Ceux d’Aldo étaient moins tranchés, en dehors du fait qu’il avait convaincu Adalbert de partir avec lui pour les rives de l’Adriatique et d’y finir cette année 1922 riche en événements. La Nativité fêtée en compagnie de tante Amélie, de Marie-Angéline, de Guy Buteau, de Cecina et de Zaccaria serait plus douce que partout ailleurs et Aldo, désenchanté, éprouvait un grand besoin de douceur familiale. Après, si l’état de ses affaires le permettait, il reviendrait peut-être à Londres avec son ami pour tenter de compléter l’itinéraire de la Rose d’York dont la dernière disparition remontait à dix ans seulement. Dix petites années qui semblaient peu de chose en comparaison de décennies d’obscurité ! Malheureusement, le dernier fil conducteur paraissait cassé : le tailleur Ebenezer Lévi n’était pas revenu à sa boutique de Whitechapel, ce qui inquiétait sa voisine.
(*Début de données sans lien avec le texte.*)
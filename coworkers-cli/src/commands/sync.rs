//! `coworkers sync` — run one pass in the foreground.

use std::path::PathBuf;
use std::time::Duration;

use anyhow::{bail, Context, Result};
use clap::Args;
use colored::Colorize;

use coworkers_sync::pipeline::{self, SyncOptions};
use coworkers_sync::{CancellationToken, Notifier, RunReport, RunStatus};

use super::super::NetworkArg;
use super::status::format_local;

/// Arguments for `coworkers sync`.
#[derive(Args, Debug)]
pub struct SyncArgs {
    /// Network the photo policy is evaluated against.
    #[arg(long, value_name = "NETWORK", default_value = "unmetered")]
    pub network: NetworkArg,

    /// HTTP timeout in seconds.
    #[arg(long, default_value_t = 30)]
    pub timeout: u64,

    /// Emit the run report as JSON.
    #[arg(long)]
    pub json: bool,
}

/// Prints notifications to stderr so `--json` output stays clean.
struct StderrNotifier;

impl Notifier for StderrNotifier {
    fn notify(&self, message: &str) {
        eprintln!("{} {message}", "notice:".cyan().bold());
    }
}

impl SyncArgs {
    pub fn run(self) -> Result<()> {
        let home: PathBuf = dirs::home_dir().context("could not determine home directory")?;
        let options = SyncOptions {
            network: self.network.into(),
            timeout: Duration::from_secs(self.timeout),
        };

        let cancel = CancellationToken::new();
        let on_interrupt = cancel.clone();
        ctrlc::set_handler(move || {
            eprintln!("interrupt received, stopping after the current record");
            on_interrupt.cancel();
        })
        .context("failed to install the Ctrl-C handler")?;

        let report = pipeline::run(&home, &options, &StderrNotifier, &cancel)
            .context("sync could not start — run `coworkers sign-in` first?")?;

        if self.json {
            println!(
                "{}",
                serde_json::to_string_pretty(&report).context("failed to serialize run report")?
            );
        } else {
            print_report(&report);
        }

        if report.status == RunStatus::Interrupted {
            bail!("sync interrupted");
        }
        if report.status.is_failure() {
            bail!(
                "sync {}: {}",
                report.status,
                report.error.as_deref().unwrap_or("no detail")
            );
        }
        Ok(())
    }
}

fn print_report(report: &RunReport) {
    let stats = &report.stats;
    let mark = match report.status {
        RunStatus::Completed => "✓".green().bold(),
        RunStatus::Interrupted => "■".yellow().bold(),
        RunStatus::StorageError | RunStatus::DirectoryUnavailable => "✗".red().bold(),
    };
    println!(
        "{mark} sync {} ({} inserted, {} updated, {} deleted, {} skipped)",
        report.status, stats.inserted, stats.updated, stats.deleted, stats.skipped
    );

    let photos = &report.photos;
    if photos.downloaded + photos.cleared + photos.deferred + photos.failed > 0 {
        println!(
            "  photos: {} downloaded, {} cleared, {} deferred, {} failed",
            photos.downloaded, photos.cleared, photos.deferred, photos.failed
        );
    }
    if let Some(next) = report.next_run {
        println!("  next run: {}", format_local(next));
    }
}
//! One-way photo sync for reconciled contacts.
//!
//! Per contact, evaluated fresh on every pass:
//!
//! 1. photo sync disabled: nothing happens for any contact
//! 2. network unsuitable for the policy: deferred to the next pass
//! 3. photo already synced: nothing to do
//! 4. no URL: stored bytes are cleared
//! 5. otherwise: download, transcode, store; only a full success marks the
//!    photo synced

use std::collections::BTreeMap;

use serde::{Deserialize, Serialize};
use tokio_util::sync::CancellationToken;

use coworkers_core::{Contact, ContactStore, PhotoSync, Uid};
use coworkers_directory::Directory;

use crate::cancel::checkpoint;
use crate::connectivity::{is_suitable, Connectivity};
use crate::error::Interrupted;

/// Per-pass photo counters.
#[derive(Debug, Clone, Copy, PartialEq, Eq, Default, Serialize, Deserialize)]
pub struct PhotoStats {
    pub downloaded: usize,
    pub cleared: usize,
    pub deferred: usize,
    pub failed: usize,
}

/// What happened to one contact's photo.
#[derive(Debug, Clone, Copy, PartialEq, Eq)]
enum PhotoOutcome {
    UpToDate,
    Downloaded,
    Cleared,
    Deferred,
}

pub struct PhotoSyncer<'a, S: ContactStore + ?Sized, D: Directory + ?Sized> {
    store: &'a mut S,
    directory: &'a D,
    connectivity: &'a dyn Connectivity,
    policy: PhotoSync,
    stats: PhotoStats,
}

impl<'a, S: ContactStore + ?Sized, D: Directory + ?Sized> PhotoSyncer<'a, S, D> {
    pub fn new(
        store: &'a mut S,
        directory: &'a D,
        connectivity: &'a dyn Connectivity,
        policy: PhotoSync,
    ) -> Self {
        Self {
            store,
            directory,
            connectivity,
            policy,
            stats: PhotoStats::default(),
        }
    }

    pub fn stats(&self) -> PhotoStats {
        self.stats
    }

    /// Sync the photo of every contact in `contacts`. A failing contact is
    /// counted and left unsynced for the next pass.
    pub fn sync(
        &mut self,
        contacts: &BTreeMap<Uid, Contact>,
        cancel: &CancellationToken,
    ) -> Result<(), Interrupted> {
        if !self.policy.enabled() {
            tracing::debug!("sync of photos disabled");
            return Ok(());
        }

        for (uid, contact) in contacts {
            checkpoint(cancel)?;

            tracing::debug!("sync photo for {uid}");
            match self.sync_one(contact) {
                Ok(PhotoOutcome::UpToDate) => {}
                Ok(PhotoOutcome::Downloaded) => self.stats.downloaded += 1,
                Ok(PhotoOutcome::Cleared) => self.stats.cleared += 1,
                Ok(PhotoOutcome::Deferred) => self.stats.deferred += 1,
                Err(reason) => {
                    tracing::warn!("photo for {uid} not synced: {reason}");
                    self.stats.failed += 1;
                }
            }
        }
        Ok(())
    }

    fn sync_one(&mut self, contact: &Contact) -> Result<PhotoOutcome, String> {
        if !is_suitable(self.policy, self.connectivity.state()) {
            return Ok(PhotoOutcome::Deferred);
        }

        let photo = self.store.find_photo(contact).map_err(|e| e.to_string())?;
        if photo.is_synced() {
            return Ok(PhotoOutcome::UpToDate);
        }

        let Some(url) = photo.url() else {
            self.store
                .update_photo_bytes(contact, None)
                .map_err(|e| e.to_string())?;
            return Ok(PhotoOutcome::Cleared);
        };

        let bytes = self.directory.fetch_photo(url).map_err(|e| e.to_string())?;
        self.store
            .update_photo_bytes(contact, Some(&bytes))
            .map_err(|e| e.to_string())?;
        Ok(PhotoOutcome::Downloaded)
    }
}
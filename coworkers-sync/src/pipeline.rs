//! Shared sync pipeline entrypoint used by CLI and daemon.

use std::path::Path;
use std::time::Duration;

use tokio_util::sync::CancellationToken;

use coworkers_core::{config, Account};
use coworkers_directory::{Credentials, Directory, DirectoryClient, UreqTransport};
use coworkers_store::FileStore;

use crate::connectivity::{NetworkState, StaticConnectivity};
use crate::notify::Notifier;
use crate::run::{RunContext, RunReport, SyncConfig, SyncRun};
use crate::run_state;
use crate::schedule::NextRun;
use crate::SyncError;

/// Per-invocation knobs that are not user settings.
#[derive(Debug, Clone, Copy, PartialEq, Eq)]
pub struct SyncOptions {
    /// Network the photo gate evaluates against.
    pub network: NetworkState,
    /// Per-request HTTP timeout.
    pub timeout: Duration,
}

impl Default for SyncOptions {
    fn default() -> Self {
        Self {
            network: NetworkState::Unmetered,
            timeout: Duration::from_secs(30),
        }
    }
}

pub fn credentials(account: &Account) -> Credentials {
    Credentials::new(&account.username, &account.password)
}

/// Run one pass for the configured account against the real directory.
///
/// This is the canonical sync entrypoint for both `coworkers sync` and the
/// daemon processor.
pub fn run(
    home: &Path,
    options: &SyncOptions,
    notifier: &dyn Notifier,
    cancel: &CancellationToken,
) -> Result<RunReport, SyncError> {
    let directory = DirectoryClient::new(UreqTransport::new(options.timeout));
    run_with(home, &directory, options.network, notifier, cancel)
}

/// [`run`] against any [`Directory`].
///
/// Loads settings and account, opens the account's file store, executes the
/// pass and records the report in the run state. Only setup and bookkeeping
/// failures are errors; the pass itself always yields a report.
pub fn run_with<D: Directory + ?Sized>(
    home: &Path,
    directory: &D,
    network: NetworkState,
    notifier: &dyn Notifier,
    cancel: &CancellationToken,
) -> Result<RunReport, SyncError> {
    let account = config::load_account_at(home)?;
    let settings = config::load_settings_at(home)?;
    let key = account.key();

    let mut store = FileStore::open_at(home, &key)?;
    let mut state = run_state::load_at(home, &key)?;
    let mut scheduler = NextRun::default();

    tracing::info!("sync started for {}", account.name());
    let sync = SyncRun::new(
        SyncConfig::from(&settings),
        account.endpoint.clone(),
        credentials(&account),
    );
    let report = sync.execute(
        RunContext {
            store: &mut store,
            directory,
            connectivity: &StaticConnectivity(network),
            scheduler: &mut scheduler,
            notifier,
        },
        cancel,
    );

    state.record(report.clone());
    run_state::save_at(home, &key, &state)?;
    Ok(report)
}

/// Check that `account` can read the employee list. Returns the number of
/// employees visible to it.
pub fn verify_account<D: Directory + ?Sized>(
    directory: &D,
    account: &Account,
) -> Result<usize, SyncError> {
    let employees = directory.fetch_employees(&account.endpoint, &credentials(account))?;
    Ok(employees.len())
}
– Je commence à croire qu’il lui est arrivé quelque chose, confia-t-elle aux deux hommes lors de leur dernier passage.

Eux aussi commençaient à le croire et le brouillard du découragement les enveloppait lentement. Cette fois, cependant, Adalbert donna son adresse à la voisine – assortie d’un ou deux billets – mais en spécifiant bien qu’en cas de retour d’Ebenezer elle ne devrait mentionner leur passage à aucun prix.

– Je rentre en France pour les fêtes, ajouta-t-il, mais dès mon retour en janvier, si vous me donnez des nouvelles, je viendrai vous voir. Il s’agit d’une chose plus importante que nous ne l’avions dit à notre première visite et vous avez intérêt à garder un silence qui nous permettra peut-être de la mener à bien...

Persuadée qu’une somme rondelette pourrait récompenser son zèle, la voisine jura tout ce que l’on voulut.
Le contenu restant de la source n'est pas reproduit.